RECORD EXCERPTS:
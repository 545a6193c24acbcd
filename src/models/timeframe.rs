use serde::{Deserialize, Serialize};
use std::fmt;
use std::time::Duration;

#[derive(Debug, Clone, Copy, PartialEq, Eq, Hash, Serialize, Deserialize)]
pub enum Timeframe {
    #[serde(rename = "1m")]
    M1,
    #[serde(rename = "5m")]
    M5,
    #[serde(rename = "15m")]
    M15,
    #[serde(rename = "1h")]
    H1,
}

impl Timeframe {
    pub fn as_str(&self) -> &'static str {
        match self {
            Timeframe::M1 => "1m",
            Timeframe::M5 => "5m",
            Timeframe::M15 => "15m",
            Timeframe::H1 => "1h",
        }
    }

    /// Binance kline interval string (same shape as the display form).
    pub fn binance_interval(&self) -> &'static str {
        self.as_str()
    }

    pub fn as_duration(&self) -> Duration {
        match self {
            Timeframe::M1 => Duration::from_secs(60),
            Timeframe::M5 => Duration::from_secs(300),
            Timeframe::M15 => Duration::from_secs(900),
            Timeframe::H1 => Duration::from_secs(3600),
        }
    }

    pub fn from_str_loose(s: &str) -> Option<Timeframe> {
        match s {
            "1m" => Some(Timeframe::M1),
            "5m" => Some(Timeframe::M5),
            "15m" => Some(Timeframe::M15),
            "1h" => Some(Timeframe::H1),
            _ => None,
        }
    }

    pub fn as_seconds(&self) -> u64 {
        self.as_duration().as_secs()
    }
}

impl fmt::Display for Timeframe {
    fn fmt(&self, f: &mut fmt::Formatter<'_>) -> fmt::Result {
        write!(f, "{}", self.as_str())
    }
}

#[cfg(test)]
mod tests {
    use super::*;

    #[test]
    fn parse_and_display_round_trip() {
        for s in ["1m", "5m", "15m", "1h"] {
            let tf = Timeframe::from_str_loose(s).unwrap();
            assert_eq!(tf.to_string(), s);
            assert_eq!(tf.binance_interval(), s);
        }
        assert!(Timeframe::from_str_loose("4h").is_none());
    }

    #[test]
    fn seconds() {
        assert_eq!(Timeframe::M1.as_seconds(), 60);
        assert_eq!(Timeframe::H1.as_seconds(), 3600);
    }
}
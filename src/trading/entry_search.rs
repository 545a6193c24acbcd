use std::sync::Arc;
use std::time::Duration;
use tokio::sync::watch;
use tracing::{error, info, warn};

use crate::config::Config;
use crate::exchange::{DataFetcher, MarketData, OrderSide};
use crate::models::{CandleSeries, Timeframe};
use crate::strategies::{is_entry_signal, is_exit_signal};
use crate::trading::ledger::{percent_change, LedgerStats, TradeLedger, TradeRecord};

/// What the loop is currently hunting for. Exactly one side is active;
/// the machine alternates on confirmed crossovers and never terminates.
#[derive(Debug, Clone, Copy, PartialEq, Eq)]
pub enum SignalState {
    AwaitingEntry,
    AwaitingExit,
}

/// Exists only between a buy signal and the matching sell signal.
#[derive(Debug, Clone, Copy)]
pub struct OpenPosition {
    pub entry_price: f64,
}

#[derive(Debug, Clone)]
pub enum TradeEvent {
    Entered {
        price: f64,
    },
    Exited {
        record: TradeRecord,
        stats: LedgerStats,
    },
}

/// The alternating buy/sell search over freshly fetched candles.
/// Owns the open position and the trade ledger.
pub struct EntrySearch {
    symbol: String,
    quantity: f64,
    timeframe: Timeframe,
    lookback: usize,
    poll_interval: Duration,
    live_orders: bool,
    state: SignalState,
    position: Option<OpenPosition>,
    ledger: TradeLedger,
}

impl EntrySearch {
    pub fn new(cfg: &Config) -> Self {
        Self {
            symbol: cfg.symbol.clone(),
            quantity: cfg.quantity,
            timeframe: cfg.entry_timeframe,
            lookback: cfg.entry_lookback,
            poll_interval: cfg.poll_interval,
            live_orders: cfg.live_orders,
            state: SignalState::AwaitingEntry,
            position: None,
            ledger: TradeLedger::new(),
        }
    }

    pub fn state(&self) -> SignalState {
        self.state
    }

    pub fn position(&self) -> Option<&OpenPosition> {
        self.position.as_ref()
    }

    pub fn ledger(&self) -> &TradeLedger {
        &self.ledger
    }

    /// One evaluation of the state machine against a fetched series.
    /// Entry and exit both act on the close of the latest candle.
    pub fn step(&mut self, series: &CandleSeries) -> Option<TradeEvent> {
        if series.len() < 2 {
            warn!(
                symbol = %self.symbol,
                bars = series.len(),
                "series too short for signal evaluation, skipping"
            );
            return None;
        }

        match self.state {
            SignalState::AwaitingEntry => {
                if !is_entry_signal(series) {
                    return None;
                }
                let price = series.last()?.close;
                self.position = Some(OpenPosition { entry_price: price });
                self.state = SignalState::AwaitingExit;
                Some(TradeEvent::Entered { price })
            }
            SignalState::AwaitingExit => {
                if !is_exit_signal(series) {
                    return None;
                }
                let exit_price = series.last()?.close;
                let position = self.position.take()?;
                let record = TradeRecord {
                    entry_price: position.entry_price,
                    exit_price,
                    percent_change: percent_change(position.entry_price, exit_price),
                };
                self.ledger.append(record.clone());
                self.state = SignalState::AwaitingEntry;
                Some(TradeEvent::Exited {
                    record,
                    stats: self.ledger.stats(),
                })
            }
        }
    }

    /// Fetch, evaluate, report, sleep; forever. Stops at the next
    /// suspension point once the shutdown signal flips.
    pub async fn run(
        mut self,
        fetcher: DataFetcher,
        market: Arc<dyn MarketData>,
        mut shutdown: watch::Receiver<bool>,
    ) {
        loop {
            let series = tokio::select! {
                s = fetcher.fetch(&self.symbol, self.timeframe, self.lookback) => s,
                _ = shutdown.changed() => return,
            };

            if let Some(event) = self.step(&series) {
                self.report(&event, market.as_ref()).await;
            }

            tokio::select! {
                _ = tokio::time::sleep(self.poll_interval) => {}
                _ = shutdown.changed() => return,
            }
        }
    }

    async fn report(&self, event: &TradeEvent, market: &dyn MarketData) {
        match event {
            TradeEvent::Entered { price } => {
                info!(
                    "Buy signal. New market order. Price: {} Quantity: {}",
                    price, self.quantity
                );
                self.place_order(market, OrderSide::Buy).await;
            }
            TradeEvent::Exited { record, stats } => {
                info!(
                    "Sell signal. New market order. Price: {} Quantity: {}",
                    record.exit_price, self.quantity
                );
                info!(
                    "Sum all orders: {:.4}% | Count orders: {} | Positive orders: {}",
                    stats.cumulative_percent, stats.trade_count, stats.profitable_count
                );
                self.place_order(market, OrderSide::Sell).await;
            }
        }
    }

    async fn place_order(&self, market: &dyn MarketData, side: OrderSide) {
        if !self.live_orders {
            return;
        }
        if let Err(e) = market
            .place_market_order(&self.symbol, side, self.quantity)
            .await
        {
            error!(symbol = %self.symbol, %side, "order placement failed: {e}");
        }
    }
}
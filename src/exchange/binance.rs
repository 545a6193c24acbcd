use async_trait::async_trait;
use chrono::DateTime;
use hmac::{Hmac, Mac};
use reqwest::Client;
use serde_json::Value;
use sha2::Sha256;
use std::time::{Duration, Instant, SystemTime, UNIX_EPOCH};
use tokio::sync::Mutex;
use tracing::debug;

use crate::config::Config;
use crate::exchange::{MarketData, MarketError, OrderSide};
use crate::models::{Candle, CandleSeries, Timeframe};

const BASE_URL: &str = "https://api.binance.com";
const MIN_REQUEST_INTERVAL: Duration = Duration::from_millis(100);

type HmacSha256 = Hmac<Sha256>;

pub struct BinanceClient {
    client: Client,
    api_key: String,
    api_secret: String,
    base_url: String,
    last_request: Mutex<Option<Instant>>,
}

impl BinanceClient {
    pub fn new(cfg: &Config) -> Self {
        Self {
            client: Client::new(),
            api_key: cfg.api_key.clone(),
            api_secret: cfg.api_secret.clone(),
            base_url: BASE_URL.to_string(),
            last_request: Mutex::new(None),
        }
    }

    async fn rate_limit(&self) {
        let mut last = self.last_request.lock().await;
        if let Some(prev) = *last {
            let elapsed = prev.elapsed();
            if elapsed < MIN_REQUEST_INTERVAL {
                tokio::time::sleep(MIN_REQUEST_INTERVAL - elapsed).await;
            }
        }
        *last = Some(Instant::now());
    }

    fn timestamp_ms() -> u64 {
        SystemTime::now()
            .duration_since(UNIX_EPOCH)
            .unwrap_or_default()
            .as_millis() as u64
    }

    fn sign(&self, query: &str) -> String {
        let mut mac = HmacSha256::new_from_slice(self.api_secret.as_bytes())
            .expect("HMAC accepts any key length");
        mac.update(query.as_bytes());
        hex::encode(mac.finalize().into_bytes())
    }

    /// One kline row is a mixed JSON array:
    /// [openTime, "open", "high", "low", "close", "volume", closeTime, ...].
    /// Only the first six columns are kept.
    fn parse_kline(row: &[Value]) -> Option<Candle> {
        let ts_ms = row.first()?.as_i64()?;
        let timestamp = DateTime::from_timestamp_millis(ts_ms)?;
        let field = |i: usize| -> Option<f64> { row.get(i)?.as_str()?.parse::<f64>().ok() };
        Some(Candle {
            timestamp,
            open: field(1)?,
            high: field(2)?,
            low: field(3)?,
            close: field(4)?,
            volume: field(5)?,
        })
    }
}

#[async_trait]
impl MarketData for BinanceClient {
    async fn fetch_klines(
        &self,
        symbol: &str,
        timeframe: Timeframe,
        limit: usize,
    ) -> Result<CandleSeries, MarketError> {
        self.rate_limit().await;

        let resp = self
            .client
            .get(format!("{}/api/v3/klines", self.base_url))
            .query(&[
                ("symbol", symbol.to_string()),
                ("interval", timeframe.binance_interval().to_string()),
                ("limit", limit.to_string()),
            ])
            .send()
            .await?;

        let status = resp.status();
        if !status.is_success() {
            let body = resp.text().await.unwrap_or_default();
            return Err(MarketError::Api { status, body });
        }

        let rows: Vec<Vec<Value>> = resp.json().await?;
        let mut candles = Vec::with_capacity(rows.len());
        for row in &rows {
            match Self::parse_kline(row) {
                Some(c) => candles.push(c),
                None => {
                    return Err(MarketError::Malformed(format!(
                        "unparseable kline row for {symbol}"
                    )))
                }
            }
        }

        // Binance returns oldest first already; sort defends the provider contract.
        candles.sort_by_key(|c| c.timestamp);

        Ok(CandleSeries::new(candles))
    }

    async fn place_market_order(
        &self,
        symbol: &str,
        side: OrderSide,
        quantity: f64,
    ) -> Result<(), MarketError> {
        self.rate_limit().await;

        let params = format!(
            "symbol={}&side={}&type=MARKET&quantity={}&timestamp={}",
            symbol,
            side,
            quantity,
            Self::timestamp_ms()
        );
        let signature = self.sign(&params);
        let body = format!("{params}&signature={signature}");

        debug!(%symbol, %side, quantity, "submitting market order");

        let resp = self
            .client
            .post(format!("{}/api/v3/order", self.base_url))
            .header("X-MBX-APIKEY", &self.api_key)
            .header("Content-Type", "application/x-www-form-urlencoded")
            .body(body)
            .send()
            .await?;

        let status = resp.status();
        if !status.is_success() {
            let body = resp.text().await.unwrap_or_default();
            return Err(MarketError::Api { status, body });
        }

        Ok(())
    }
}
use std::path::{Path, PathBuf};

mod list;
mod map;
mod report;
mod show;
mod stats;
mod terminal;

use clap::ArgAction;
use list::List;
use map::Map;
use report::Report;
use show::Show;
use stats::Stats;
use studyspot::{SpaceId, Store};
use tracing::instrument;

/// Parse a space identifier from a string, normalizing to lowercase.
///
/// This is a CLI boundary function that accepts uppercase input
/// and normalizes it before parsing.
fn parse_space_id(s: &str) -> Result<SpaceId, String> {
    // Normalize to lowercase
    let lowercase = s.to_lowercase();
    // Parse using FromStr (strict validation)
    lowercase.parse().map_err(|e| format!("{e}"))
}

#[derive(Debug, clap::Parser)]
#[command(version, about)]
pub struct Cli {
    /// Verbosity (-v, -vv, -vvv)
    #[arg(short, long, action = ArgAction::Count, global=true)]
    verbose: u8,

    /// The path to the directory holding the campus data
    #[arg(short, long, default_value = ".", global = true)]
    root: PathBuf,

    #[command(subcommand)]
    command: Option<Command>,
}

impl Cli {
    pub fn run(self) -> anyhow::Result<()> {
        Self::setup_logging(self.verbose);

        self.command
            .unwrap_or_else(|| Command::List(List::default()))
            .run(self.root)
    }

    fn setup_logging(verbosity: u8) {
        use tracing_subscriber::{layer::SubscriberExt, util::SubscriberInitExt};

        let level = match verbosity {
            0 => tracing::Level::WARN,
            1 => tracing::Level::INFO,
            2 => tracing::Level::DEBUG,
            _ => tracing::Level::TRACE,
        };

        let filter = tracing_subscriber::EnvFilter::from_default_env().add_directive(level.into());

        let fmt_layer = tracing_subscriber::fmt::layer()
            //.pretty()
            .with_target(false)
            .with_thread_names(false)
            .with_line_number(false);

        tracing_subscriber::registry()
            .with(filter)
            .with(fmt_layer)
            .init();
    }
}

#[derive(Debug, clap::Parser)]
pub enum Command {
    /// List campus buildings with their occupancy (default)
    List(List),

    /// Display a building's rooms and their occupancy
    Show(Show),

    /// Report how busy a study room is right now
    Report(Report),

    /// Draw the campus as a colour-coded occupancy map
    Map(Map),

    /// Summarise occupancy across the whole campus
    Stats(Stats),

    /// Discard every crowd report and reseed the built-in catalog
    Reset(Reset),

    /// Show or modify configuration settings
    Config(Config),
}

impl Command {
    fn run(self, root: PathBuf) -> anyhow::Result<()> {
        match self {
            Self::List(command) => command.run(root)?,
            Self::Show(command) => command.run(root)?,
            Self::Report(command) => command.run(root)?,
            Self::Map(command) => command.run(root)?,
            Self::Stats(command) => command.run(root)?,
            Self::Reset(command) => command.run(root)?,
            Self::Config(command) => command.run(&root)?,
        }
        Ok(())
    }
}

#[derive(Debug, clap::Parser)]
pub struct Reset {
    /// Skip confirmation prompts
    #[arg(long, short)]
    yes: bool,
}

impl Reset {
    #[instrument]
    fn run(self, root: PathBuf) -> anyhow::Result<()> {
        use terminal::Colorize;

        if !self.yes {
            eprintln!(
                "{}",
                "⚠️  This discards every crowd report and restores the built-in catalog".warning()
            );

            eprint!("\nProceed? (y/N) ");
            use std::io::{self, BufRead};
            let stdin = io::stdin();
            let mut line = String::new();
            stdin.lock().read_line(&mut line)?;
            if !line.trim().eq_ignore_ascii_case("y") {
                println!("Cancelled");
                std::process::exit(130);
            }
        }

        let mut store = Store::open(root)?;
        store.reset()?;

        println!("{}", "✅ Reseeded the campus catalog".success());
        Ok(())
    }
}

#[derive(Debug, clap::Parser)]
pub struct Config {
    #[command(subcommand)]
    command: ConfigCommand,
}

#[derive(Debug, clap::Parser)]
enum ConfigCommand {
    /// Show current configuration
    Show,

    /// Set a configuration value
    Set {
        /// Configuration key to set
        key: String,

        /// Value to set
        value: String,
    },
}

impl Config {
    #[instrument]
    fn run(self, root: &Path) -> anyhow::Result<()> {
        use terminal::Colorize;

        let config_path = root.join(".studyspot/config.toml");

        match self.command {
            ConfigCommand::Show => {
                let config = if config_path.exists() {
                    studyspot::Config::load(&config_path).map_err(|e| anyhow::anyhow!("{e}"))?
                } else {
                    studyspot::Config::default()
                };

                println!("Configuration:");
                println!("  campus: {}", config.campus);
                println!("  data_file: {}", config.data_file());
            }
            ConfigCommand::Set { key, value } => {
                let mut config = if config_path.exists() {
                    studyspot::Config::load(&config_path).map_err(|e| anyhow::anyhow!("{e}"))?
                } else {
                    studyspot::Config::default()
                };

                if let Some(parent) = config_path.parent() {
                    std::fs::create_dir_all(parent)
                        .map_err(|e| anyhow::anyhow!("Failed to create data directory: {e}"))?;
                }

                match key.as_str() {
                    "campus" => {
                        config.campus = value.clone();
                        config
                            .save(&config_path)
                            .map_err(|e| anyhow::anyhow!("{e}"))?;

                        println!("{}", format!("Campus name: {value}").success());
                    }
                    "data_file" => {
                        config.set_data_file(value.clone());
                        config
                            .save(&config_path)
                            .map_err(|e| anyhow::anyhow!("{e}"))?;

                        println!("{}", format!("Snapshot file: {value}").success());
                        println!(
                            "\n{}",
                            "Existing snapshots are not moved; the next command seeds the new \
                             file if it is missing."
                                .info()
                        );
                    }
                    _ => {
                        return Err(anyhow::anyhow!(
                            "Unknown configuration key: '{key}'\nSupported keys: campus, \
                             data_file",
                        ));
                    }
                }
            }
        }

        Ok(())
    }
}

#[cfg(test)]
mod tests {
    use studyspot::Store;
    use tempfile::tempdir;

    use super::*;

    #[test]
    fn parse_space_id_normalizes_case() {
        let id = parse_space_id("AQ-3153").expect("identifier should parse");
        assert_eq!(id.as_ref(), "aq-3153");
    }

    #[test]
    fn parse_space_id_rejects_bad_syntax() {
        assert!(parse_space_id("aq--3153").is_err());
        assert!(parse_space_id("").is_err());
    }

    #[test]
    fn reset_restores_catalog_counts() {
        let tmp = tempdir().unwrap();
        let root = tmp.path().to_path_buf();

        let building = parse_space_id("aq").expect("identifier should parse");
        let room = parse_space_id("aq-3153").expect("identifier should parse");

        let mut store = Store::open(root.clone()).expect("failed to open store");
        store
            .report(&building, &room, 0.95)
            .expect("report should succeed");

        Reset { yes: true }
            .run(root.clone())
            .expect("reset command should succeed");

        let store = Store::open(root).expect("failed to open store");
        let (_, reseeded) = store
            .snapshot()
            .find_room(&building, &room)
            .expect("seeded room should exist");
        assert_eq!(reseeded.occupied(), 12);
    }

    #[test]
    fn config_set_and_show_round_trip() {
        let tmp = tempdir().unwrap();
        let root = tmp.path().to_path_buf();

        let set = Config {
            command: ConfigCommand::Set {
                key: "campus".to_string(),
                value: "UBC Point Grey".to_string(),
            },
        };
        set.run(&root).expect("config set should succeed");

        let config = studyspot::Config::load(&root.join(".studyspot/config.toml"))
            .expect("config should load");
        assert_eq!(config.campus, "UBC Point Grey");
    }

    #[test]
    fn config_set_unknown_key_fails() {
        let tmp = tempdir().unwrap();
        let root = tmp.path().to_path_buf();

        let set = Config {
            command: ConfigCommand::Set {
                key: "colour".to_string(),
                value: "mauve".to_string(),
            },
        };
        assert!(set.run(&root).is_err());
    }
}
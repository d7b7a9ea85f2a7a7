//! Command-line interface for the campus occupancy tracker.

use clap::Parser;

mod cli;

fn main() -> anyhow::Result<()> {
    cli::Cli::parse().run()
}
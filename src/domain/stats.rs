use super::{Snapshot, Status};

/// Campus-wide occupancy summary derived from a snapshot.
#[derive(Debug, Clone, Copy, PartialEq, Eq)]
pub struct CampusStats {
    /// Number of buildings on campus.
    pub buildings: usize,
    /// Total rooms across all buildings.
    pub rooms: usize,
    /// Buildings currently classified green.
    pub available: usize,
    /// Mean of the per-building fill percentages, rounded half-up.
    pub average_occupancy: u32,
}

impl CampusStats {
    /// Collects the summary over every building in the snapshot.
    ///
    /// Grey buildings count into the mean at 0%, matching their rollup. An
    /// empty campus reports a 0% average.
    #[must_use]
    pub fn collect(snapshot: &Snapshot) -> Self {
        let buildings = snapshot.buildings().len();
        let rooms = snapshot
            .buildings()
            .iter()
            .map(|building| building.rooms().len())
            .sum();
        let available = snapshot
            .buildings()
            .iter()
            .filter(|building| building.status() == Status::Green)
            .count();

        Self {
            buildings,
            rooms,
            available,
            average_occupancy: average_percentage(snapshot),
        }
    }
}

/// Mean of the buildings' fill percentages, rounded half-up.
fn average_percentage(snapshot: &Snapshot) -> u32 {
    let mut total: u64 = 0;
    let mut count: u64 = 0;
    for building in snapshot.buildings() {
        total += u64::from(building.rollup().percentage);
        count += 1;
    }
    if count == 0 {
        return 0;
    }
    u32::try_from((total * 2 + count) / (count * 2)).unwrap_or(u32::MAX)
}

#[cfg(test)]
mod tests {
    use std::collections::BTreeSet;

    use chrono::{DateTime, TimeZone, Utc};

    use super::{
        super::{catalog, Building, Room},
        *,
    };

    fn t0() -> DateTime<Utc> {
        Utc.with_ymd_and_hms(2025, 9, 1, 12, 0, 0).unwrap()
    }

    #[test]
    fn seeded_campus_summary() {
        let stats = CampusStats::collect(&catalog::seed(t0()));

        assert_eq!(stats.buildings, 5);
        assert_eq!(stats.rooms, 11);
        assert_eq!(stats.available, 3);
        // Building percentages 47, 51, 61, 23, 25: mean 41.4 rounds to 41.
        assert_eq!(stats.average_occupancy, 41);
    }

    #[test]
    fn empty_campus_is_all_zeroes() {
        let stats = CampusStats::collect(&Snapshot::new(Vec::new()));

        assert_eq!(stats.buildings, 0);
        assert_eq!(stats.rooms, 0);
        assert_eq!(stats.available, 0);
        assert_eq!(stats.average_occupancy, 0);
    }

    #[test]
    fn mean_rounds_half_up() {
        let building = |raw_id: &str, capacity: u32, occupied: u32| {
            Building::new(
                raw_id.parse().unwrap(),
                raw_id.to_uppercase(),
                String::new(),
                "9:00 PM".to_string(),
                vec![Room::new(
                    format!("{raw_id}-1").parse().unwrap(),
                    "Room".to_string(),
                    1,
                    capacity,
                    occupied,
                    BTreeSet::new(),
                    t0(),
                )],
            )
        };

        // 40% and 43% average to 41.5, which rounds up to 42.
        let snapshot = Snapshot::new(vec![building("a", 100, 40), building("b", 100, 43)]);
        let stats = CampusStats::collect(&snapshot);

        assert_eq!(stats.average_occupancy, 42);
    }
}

YOUR OBJECTIVE: Count every line of the material that holds "static". Reply with the number alone.

RESPONSE AREA: 2